American aviator (1911–1997)

Nadine Bernice Ramsey (1911–1997) was an American aviator who became one of the first two women to fly mail for the US Postal Service. She was a Women Airforce Service Pilot and one of only twenty-six WASPs to pilot a Lockheed P-38 Lightning during World War II.

== Family and early life ==
Ramsey was raised in Illinois and Kansas. Her father worked as a "wildcatter" in oil fields and was often away from home. Ramsey and her younger brother, Edwin, often witnessed their father hitting their mother. When she was seventeen, her father was arrested for spousal abuse after Nadine and Edwin had to drag him away from their mother. That night, he committed suicide in his cell. After his death, Ramsey's mother raised the children alone. To help support her family, Ramsey dropped out of school and became a secretary. After work, she would go to the nearby Beechcraft plane factory for flying lessons. At first, she kept her lessons a secret from most people, believing a woman pilot would be considered scandalous. She gave flying lessons to Edwin, who described her as “an expert, instinctive flier.”

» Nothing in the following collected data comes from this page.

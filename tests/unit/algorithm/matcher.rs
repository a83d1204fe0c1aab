//! Tests for nearest-neighbor patch search

#[cfg(test)]
mod tests {
    use crate::{noise_motion, walk_motion};
    use ndarray::{Array2, array};
    use patchmotion::{ChannelLayout, Motion, RootChannels, SynthesisError};
    use patchmotion::algorithm::matcher::{
        MatchOptions, channel_weights, match_patches, patch_distance,
    };
    use patchmotion::constraints::search::CandidateFilter;

    fn options(patch_size: usize, weights: &[f64]) -> MatchOptions<'_> {
        MatchOptions {
            patch_size,
            alpha: None,
            channel_weights: weights,
            filter: None,
        }
    }

    // Tests a buffer matched against itself finds every patch in place
    // Verified by starting the candidate scan at offset 1
    #[test]
    fn test_self_match_is_identity() {
        let motion = noise_motion(30, 4, 3);
        let weights = vec![1.0; 4];
        let set = match_patches(motion.view(), motion.view(), &options(5, &weights))
            .expect("matches");

        assert_eq!(set.len(), 26);
        assert_eq!(set.patch_size(), 5);
        for m in set.matches() {
            assert_eq!(m.candidate, m.query);
            assert!(m.distance.abs() < 1e-15);
            assert!(!m.fallback);
        }
        assert!(set.patch_loss().abs() < 1e-15);
    }

    // Tests equal distances resolve to the lowest candidate offset
    // Verified by using a non-strict comparison
    #[test]
    fn test_ties_break_to_lowest_offset() {
        let reference = Array2::zeros((12, 2));
        let query = Array2::zeros((8, 2));
        let weights = [1.0, 1.0];
        let set = match_patches(query.view(), reference.view(), &options(3, &weights))
            .expect("matches");

        assert!(set.matches().iter().all(|m| m.candidate == 0));
    }

    // Tests the completeness regularizer ranks by normalized score but reports raw distance
    // Verified by reporting the normalized score as the distance
    #[test]
    fn test_alpha_reports_raw_distance() {
        let reference = noise_motion(25, 3, 11);
        let query = noise_motion(20, 3, 12);
        let weights = vec![1.0; 3];
        let mut opts = options(4, &weights);
        opts.alpha = Some(0.01);
        let set = match_patches(query.view(), reference.view(), &opts).expect("matches");

        for m in set.matches() {
            let raw = patch_distance(
                query.view(),
                m.query,
                reference.view(),
                m.candidate,
                4,
                &weights,
            );
            assert!((m.distance - raw).abs() < 1e-12);
        }
    }

    // Tests a zero alpha keeps exactly matched candidates on the normalized scale
    // Verified by scoring candidates with a zero normalizer by their raw distance
    #[test]
    fn test_zero_alpha_normalizes_exact_candidates() {
        let reference = array![[0.0], [10.0]];
        let query = array![[0.0], [10.5], [4.0]];
        let weights = [1.0];
        let mut opts = options(1, &weights);
        opts.alpha = Some(0.0);
        let set = match_patches(query.view(), reference.view(), &opts).expect("matches");

        let candidates: Vec<usize> = set.matches().iter().map(|m| m.candidate).collect();
        assert_eq!(candidates, vec![0, 1, 1]);
        let last = set.matches().last().expect("match");
        assert!((last.distance - 36.0).abs() < 1e-12);
    }

    // Tests an empty speed filter falls back to the full candidate set
    // Verified by returning no match for filtered-out queries
    #[test]
    fn test_empty_filter_falls_back() {
        let reference = walk_motion(40, 3, 0.5);
        let root = reference.layout().root().expect("root");
        let filter = CandidateFilter::new(reference.view(), root, &[100.0; 40], 7, 0.15);
        let weights = vec![1.0; 6];
        let mut opts = options(7, &weights);
        opts.filter = Some(&filter);

        let set = match_patches(reference.view(), reference.view(), &opts).expect("matches");
        assert_eq!(set.fallback_count(), set.len());
        assert!(set.matches().iter().all(|m| m.candidate <= 33));
    }

    // Tests a restrictive filter keeps candidates inside the allowed set
    // Verified by ignoring the filter outcome
    #[test]
    fn test_filter_restricts_candidates() {
        let mut data = walk_motion(40, 2, 1.0).into_data();
        for i in 20..40 {
            data[[i, 2]] = 3.0;
        }
        let layout = ChannelLayout::with_trailing_root(5).expect("layout");
        let reference = Motion::new(data, layout).expect("motion");
        let root = layout.root().expect("root");
        let filter = CandidateFilter::new(reference.view(), root, &[3.0; 30], 5, 0.15);
        let weights = vec![1.0; 5];
        let mut opts = options(5, &weights);
        opts.filter = Some(&filter);

        let query = walk_motion(30, 2, 1.0);
        let set = match_patches(query.view(), reference.view(), &opts).expect("matches");
        assert_eq!(set.fallback_count(), 0);
        assert!(set.matches().iter().all(|m| m.candidate >= 19));
    }

    // Tests mismatched channels and oversized patches are rejected
    // Verified by removing the channel count check
    #[test]
    fn test_invalid_inputs() {
        let a = noise_motion(20, 3, 1);
        let b = noise_motion(20, 4, 2);
        let weights = vec![1.0; 3];
        assert!(matches!(
            match_patches(a.view(), b.view(), &options(5, &weights)),
            Err(SynthesisError::LayoutMismatch { .. })
        ));
        assert!(match_patches(a.view(), a.view(), &options(21, &weights)).is_err());
        assert!(match_patches(a.view(), a.view(), &options(0, &weights)).is_err());
        assert!(match_patches(a.view(), a.view(), &options(5, &[1.0, 1.0])).is_err());
    }

    // Tests channel weights emphasize only the horizontal root channels
    // Verified by weighting the vertical channel too
    #[test]
    fn test_channel_weights() {
        let root = RootChannels::trailing(5);
        assert_eq!(channel_weights(5, root, 4.0), vec![1.0, 1.0, 4.0, 1.0, 4.0]);
        assert_eq!(channel_weights(3, None, 4.0), vec![1.0; 3]);
    }

    // Tests the weighted patch distance
    // Verified by dropping the channel weight
    #[test]
    fn test_patch_distance() {
        let a = array![[0.0, 0.0], [1.0, 1.0], [2.0, 2.0]];
        let b = array![[1.0, 0.0], [1.0, 3.0]];
        let d = patch_distance(a.view(), 1, b.view(), 0, 2, &[1.0, 0.5]);
        assert!((d - (0.0 + 0.5 + 1.0 + 0.5)).abs() < 1e-12);
    }
}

Ramsey's mother, Nelle, was a cosmetologist and dermatologist. Her brother became an officer in the US Army and a guerrilla leader in the Philippines during World War II.

== Aviation career ==
Ramsey became an aviator in 1937, making headlines when she flew a Kansas airmail route on May 19, 1938. She and Charlotte Frye were the first women to carry mail for the Postal Service. On May 22, she flew in an airshow in Hutchinson, Kansas.

By 1940, Ramsey was living in Manhattan Beach, California, where she advertised and sold Taylorcraft airplanes. She also carried passengers for a fee. On September 2, 1940, Ramsey was flying over the mountains near Lake Henshaw with a passenger named Gertrude Snow. As she tried to land, the plane's landing gear hit a tree, causing it to nosedive. Snow received "fractures of both arms and a badly mangled leg". Ramsey was treated for "possible serious internal injuries". Her back and several of her ribs were broken, and she was badly concussed. One of her legs was nearly amputated, but a friend, claiming to speak for her family, had Ramsey transferred to an LA hospital where doctors saved the leg. Edwin dropped out of law school to care for her while she recovered. By December, Ramsey could walk, and by February, she was flying again.

Ramsey joined the Women Airforce Service Pilots in 1943. She graduated with the 43 W-5 Class on September 12, 1943. Ramsey went on to pursuit school, where she learned to fly fighter planes, graduating on May 1, 1944. As a WASP, Ramsey piloted PT-19, BT-13, UC-78, AT-6, P-39, P-47 P-51, and P-63 planes. She was also one of the twenty-six WASPs who flew a Lockheed P-38 Lightning. Ramsey was initially stationed at Love Field, Texas, but asked to be transferred to the Long Beach Army Air Base in California, where she ferried fighter aircraft and was an instructor in "preflight transition". After the WASPs were disbanded, she stayed on the base as an attaché to the Sixth Army Ferrying Group.

In 1945, Ramsey bought her own P-38, an Army surplus, in Kingman, Arizona. The plane cost 1,250 dollars. Ramsey flew her P-38 for two and a half years, selling the plane when she could no longer afford to maintain it.